▸ What you need to do:
Please copy each line of the data that includes the string "required".
(Beginning of Supplied material)
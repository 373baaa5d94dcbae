//! Acknowledgement records attached to acked or disabled nodes.

use chrono::{DateTime, Utc};
use serde::{Deserialize, Serialize};
use serde_json::Value;

use crate::error::{Error, Result};

/// An operator acknowledgement. Immutable once built.
#[derive(Debug, Clone, PartialEq, Eq, Serialize, Deserialize)]
pub struct Ack {
    pub message: String,
    pub sender: String,
    /// Channel the ack came through (chat, pager, ...)
    #[serde(default, skip_serializing_if = "Option::is_none")]
    pub via: Option<String>,
    pub time: DateTime<Utc>,
}

/// Loosely typed ack as it arrives inside an update.
#[derive(Deserialize)]
struct RawAck {
    message: Option<String>,
    sender: Option<String>,
    via: Option<String>,
    time: Option<DateTime<Utc>>,
}

impl Ack {
    pub fn new(message: impl Into<String>, sender: impl Into<String>) -> Self {
        Self {
            message: message.into(),
            sender: sender.into(),
            via: None,
            time: Utc::now(),
        }
    }

    pub fn with_via(mut self, via: impl Into<String>) -> Self {
        self.via = Some(via.into());
        self
    }

    /// Parse the `ack` value of an update.
    ///
    /// `null` clears the acknowledgement and yields `Ok(None)`. Any other value
    /// must be a map carrying non-empty `message` and `sender` strings; `time`
    /// defaults to now.
    pub fn from_value(value: &Value) -> Result<Option<Self>> {
        if value.is_null() {
            return Ok(None);
        }
        if !value.is_object() {
            return Err(Error::InvalidAck {
                reason: format!("expected a map, got {value}"),
            });
        }

        let raw: RawAck = serde_json::from_value(value.clone()).map_err(|e| Error::InvalidAck {
            reason: e.to_string(),
        })?;

        let message = raw
            .message
            .filter(|m| !m.is_empty())
            .ok_or_else(|| Error::InvalidAck {
                reason: "message is required".to_string(),
            })?;
        let sender = raw
            .sender
            .filter(|s| !s.is_empty())
            .ok_or_else(|| Error::InvalidAck {
                reason: "sender is required".to_string(),
            })?;

        Ok(Some(Self {
            message,
            sender,
            via: raw.via,
            time: raw.time.unwrap_or_else(Utc::now),
        }))
    }

    pub fn to_value(&self) -> Value {
        // Serializing a plain struct of strings and a timestamp cannot fail
        serde_json::to_value(self).unwrap_or(Value::Null)
    }
}

impl std::fmt::Display for Ack {
    fn fmt(&self, f: &mut std::fmt::Formatter<'_>) -> std::fmt::Result {
        write!(f, "{} (by {}", self.message, self.sender)?;
        if let Some(via) = &self.via {
            write!(f, " via {via}")?;
        }
        write!(f, " at {})", self.time.format("%Y-%m-%d %H:%M:%S UTC"))
    }
}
(End of Supplied material)
▸ Answer for the task:
                reason: "message is required".to_string(),
                reason: "sender is required".to_string(),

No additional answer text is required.